The key to a successful attack is for each adversary to generate two blocks in their respective slot and match them to two separate honest blocks. The “onematch- two” pattern illustrates why, for a successful attack, the adversarial to honest validator ratio must be at least 1 : 2, implying that the safety guarantee is one-third of adversaries. Is the adversary capable of more? Is it possible to construct three adversarial blocks in one slot and match them to three honest blocks? The answer is no. The reason for this is that the two adversarial blocks formed at the same slot must match two honest blocks, one of which is generated before the slot and the other after the slot. To match to three honest blocks, two adversarial blocks must match two honest blocks generated both before and after the slot, which is not possible. The next section will include a formal proof.

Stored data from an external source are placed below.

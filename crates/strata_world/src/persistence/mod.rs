//! Region-based chunk persistence: on-disk paths, the binary region
//! container, world/zone metadata and the asynchronous chunk loader.

use kstring::KString;

use crate::prelude::*;
use crate::storage::StorageBackend;

pub mod chunk_codec;
pub mod entity_container;
pub mod loader;
pub mod metadata;
pub mod paths;
pub mod region_container;

/// Everything needed to address one world on one storage backend.
#[derive(Clone)]
pub struct PersistenceContext {
    /// The byte store holding the world.
    pub storage: Arc<dyn StorageBackend>,
    /// Root directory of the world within the storage backend.
    pub root_path: String,
    /// Zone override; when `None` the zone is resolved from `worldInfo.json`
    /// (falling back to the default zone).
    pub zone_id: Option<KString>,
}

impl PersistenceContext {
    /// Constructs a context with the zone resolved from world metadata.
    pub fn new(storage: Arc<dyn StorageBackend>, root_path: impl Into<String>) -> Self {
        Self {
            storage,
            root_path: root_path.into(),
            zone_id: None,
        }
    }

    /// Returns a copy of this context pinned to the given zone.
    pub fn with_zone(mut self, zone_id: impl Into<KString>) -> Self {
        self.zone_id = Some(zone_id.into());
        self
    }
}
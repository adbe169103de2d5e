//! In-memory storage backend for tests and headless tooling.

use std::io::{self, Cursor, Read, Write};

use crate::prelude::*;

use super::{AtomicWriteOptions, StorageBackend, WriteSession};

/// A storage backend keeping every file in a shared in-process map.
/// Cloning the backend shares the underlying files.
#[derive(Clone, Default)]
pub struct MemoryBackend {
    files: Arc<Mutex<HashMap<String, Vec<u8>>>>,
}

impl MemoryBackend {
    /// Constructs an empty in-memory store.
    pub fn new() -> Self {
        Self::default()
    }

    /// Number of stored files.
    pub fn file_count(&self) -> usize {
        self.files.lock().expect("memory backend poisoned").len()
    }

    fn lock(&self) -> MutexGuard<'_, HashMap<String, Vec<u8>>> {
        self.files.lock().expect("memory backend poisoned")
    }
}

struct MemorySession {
    files: Arc<Mutex<HashMap<String, Vec<u8>>>>,
    path: String,
    replace_existing: bool,
    buffer: Vec<u8>,
}

impl Write for MemorySession {
    fn write(&mut self, buf: &[u8]) -> io::Result<usize> {
        self.buffer.extend_from_slice(buf);
        Ok(buf.len())
    }

    fn flush(&mut self) -> io::Result<()> {
        Ok(())
    }
}

impl WriteSession for MemorySession {
    fn commit(self: Box<Self>) -> io::Result<()> {
        let mut files = self.files.lock().expect("memory backend poisoned");
        if !self.replace_existing && files.contains_key(&self.path) {
            return Err(io::Error::new(
                io::ErrorKind::AlreadyExists,
                format!("{} already exists", self.path),
            ));
        }
        files.insert(self.path, self.buffer);
        Ok(())
    }

    fn abort(self: Box<Self>) {}
}

impl StorageBackend for MemoryBackend {
    fn open_read(&self, path: &str) -> io::Result<Box<dyn Read + Send>> {
        let files = self.lock();
        let Some(bytes) = files.get(path) else {
            return Err(io::Error::new(io::ErrorKind::NotFound, path.to_string()));
        };
        Ok(Box::new(Cursor::new(bytes.clone())))
    }

    fn open_write(&self, path: &str, options: AtomicWriteOptions) -> io::Result<Box<dyn WriteSession>> {
        Ok(Box::new(MemorySession {
            files: Arc::clone(&self.files),
            path: path.to_string(),
            replace_existing: options.replace_existing,
            buffer: Vec::new(),
        }))
    }

    fn exists(&self, path: &str) -> io::Result<bool> {
        let files = self.lock();
        let dir_prefix = format!("{path}/");
        Ok(files.keys().any(|k| k == path || k.starts_with(&dir_prefix)))
    }

    fn list(&self, path: &str) -> io::Result<Vec<String>> {
        let files = self.lock();
        let prefix = format!("{path}/");
        let mut names: Vec<String> = files
            .keys()
            .filter_map(|k| k.strip_prefix(&prefix))
            .map(|rest| match rest.split_once('/') {
                Some((dir, _)) => dir.to_string(),
                None => rest.to_string(),
            })
            .collect();
        names.sort();
        names.dedup();
        Ok(names)
    }

    fn mkdirs(&self, _path: &str) -> io::Result<()> {
        Ok(())
    }

    fn remove(&self, path: &str) -> io::Result<()> {
        self.lock().remove(path);
        Ok(())
    }
}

The major technique we use is proof by contradiction. To prove something by contradiction, we assume that what we want to prove is not true, and then show that the consequences of this are not possible. That is, the consequences contradict either what we have just assumed, or something we already know to be true.
Formal Proof
We assume the total number of validators is N, among which m validators are honest and the remaining validators are adversarial. Then,
m > (2/3)N. (16)
According to the protocol, we adopt a discrete model where actions take place in slots. If a validator publishes one or more blocks in a slot, all validators receive the block(s) by the end of the slot. A validator is said to be honest if it always follows the protocol. Each validator is either honest or adversarial. A block is said to be honest (resp. adversarial) if it is generated by an honest (resp. adversarial) validator. Evidently, by the end of each slot, all honest validators are fully synchronized. Honest validators only generate new blocks on top of the longest published blockchain(s) at their own slots. A blockchain is said to be honest in slot r if it is the longest blockchain as seen by some honest validators in slot r. When mentioning a blockchain, we always assume the blockchain is legal (i.e., accepted by honest validators) according to the protocol. Define an honest validator slot to be a slot where the legal generator is an honest validator.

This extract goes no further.